What needs to be done
From the entries below, say how many lines carry the word "PartialEq", and give nothing but the number.

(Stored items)
<<<<

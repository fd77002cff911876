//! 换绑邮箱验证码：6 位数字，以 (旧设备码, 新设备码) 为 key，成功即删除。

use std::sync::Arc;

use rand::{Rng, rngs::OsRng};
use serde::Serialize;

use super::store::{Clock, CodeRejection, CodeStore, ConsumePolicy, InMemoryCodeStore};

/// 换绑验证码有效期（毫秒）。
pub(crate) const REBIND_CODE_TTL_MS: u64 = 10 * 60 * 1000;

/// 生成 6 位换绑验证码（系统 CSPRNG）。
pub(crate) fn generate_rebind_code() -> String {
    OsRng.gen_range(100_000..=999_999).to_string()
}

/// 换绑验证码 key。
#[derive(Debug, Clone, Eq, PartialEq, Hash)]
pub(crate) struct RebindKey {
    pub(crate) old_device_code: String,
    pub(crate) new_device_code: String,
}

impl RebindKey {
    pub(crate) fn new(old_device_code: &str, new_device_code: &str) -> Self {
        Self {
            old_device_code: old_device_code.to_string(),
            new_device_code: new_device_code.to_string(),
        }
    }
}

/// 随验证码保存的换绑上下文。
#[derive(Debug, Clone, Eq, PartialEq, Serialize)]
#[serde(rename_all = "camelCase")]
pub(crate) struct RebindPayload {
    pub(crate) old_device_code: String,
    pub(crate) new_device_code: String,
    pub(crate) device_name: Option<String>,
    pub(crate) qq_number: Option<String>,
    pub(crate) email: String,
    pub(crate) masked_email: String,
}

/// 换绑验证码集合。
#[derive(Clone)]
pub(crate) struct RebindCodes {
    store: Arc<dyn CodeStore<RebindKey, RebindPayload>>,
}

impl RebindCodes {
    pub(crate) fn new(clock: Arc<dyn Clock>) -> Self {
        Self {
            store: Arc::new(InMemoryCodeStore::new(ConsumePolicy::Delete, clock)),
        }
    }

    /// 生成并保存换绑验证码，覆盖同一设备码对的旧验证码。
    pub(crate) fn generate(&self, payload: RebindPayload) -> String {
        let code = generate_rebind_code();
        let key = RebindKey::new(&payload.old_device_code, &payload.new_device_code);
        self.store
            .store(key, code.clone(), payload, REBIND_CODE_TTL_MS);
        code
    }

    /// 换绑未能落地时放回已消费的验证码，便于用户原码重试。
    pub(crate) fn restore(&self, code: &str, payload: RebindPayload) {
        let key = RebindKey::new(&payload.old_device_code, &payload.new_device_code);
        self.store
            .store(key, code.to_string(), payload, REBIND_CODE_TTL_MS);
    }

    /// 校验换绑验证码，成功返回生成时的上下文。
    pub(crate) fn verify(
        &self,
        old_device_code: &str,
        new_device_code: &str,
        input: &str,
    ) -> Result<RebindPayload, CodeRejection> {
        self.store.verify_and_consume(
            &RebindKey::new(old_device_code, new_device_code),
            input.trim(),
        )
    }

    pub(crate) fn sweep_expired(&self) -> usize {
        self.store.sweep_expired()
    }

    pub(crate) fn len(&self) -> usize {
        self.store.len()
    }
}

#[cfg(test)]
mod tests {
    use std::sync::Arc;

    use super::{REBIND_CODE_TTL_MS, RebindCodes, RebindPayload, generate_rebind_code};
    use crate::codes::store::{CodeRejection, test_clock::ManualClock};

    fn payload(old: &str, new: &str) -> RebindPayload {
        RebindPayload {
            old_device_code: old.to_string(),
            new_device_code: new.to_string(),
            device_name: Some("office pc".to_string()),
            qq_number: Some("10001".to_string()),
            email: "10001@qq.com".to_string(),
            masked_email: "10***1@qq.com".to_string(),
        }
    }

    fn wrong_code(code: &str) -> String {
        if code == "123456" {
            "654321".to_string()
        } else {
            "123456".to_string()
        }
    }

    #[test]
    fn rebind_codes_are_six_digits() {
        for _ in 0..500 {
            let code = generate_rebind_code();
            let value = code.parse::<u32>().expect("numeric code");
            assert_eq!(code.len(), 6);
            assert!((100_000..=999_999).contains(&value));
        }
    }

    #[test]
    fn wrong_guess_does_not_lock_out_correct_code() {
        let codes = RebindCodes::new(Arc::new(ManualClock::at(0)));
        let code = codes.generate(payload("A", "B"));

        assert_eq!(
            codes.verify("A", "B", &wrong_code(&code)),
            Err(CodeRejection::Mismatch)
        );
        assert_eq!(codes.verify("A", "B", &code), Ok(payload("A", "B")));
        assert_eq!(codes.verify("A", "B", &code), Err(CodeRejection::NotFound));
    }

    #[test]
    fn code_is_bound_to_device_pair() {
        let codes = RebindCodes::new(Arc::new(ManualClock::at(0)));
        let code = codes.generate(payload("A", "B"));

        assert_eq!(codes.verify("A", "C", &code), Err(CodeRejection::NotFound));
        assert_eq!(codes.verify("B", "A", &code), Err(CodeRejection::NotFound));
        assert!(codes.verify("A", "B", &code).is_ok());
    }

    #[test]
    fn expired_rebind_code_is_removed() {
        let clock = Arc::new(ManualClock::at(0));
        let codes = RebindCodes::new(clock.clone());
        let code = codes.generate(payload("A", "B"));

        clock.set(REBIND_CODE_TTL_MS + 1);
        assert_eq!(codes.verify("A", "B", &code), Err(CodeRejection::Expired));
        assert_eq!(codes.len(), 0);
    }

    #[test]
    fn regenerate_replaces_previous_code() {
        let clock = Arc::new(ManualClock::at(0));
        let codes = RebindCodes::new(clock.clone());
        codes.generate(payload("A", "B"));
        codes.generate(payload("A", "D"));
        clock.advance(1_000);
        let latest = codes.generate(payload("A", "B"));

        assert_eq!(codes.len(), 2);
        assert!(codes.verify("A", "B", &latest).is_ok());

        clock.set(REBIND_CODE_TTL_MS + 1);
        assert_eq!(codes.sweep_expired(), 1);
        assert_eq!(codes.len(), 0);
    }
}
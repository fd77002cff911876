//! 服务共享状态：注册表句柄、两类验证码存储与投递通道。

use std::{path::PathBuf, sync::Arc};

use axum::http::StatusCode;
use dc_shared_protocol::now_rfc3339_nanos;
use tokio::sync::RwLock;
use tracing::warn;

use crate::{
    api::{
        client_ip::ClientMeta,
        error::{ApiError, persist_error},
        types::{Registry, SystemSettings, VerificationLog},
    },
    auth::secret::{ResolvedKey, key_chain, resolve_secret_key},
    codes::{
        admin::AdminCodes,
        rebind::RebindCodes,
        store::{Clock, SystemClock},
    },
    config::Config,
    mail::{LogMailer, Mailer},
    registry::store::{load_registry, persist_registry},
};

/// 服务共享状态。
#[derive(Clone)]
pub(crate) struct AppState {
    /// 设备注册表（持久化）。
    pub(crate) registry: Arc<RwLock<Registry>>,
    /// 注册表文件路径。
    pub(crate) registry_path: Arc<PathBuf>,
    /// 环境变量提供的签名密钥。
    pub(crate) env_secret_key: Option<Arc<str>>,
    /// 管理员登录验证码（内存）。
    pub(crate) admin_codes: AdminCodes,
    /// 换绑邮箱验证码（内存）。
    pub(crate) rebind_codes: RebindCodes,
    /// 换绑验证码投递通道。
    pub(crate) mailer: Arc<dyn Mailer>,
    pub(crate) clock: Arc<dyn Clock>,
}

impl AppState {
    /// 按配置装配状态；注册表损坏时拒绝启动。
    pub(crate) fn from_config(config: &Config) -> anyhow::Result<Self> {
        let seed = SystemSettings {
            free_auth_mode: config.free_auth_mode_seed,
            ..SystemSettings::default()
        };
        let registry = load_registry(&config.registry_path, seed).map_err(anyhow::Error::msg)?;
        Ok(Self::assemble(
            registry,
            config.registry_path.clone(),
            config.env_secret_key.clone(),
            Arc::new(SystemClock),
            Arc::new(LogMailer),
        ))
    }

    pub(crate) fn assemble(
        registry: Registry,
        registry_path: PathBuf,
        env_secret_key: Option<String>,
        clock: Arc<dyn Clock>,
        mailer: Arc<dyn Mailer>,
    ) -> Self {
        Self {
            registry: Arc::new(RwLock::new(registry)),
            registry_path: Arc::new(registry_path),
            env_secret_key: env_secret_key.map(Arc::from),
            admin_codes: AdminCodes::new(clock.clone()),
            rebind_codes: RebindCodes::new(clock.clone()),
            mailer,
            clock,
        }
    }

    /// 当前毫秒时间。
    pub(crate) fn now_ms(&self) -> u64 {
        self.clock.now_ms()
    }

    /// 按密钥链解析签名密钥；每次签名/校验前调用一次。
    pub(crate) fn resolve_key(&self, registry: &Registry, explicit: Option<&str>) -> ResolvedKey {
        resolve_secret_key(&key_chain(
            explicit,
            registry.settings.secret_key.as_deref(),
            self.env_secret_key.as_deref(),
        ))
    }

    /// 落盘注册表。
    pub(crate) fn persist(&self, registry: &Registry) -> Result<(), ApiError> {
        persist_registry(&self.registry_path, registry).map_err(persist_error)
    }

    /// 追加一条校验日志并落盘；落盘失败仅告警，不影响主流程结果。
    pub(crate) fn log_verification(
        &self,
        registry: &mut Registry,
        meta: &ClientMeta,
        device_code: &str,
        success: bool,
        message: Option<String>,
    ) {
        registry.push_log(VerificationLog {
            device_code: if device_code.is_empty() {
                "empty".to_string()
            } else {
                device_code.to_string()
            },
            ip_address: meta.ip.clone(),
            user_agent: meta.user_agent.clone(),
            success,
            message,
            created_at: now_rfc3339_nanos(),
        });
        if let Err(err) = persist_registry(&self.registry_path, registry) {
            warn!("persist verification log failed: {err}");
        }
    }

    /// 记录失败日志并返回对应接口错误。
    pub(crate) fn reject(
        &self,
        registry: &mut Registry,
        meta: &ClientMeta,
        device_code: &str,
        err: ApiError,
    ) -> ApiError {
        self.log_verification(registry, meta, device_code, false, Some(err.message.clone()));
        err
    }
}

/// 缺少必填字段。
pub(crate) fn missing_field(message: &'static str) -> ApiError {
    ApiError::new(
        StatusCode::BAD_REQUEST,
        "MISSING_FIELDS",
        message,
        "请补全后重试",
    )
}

>>>>

Result
2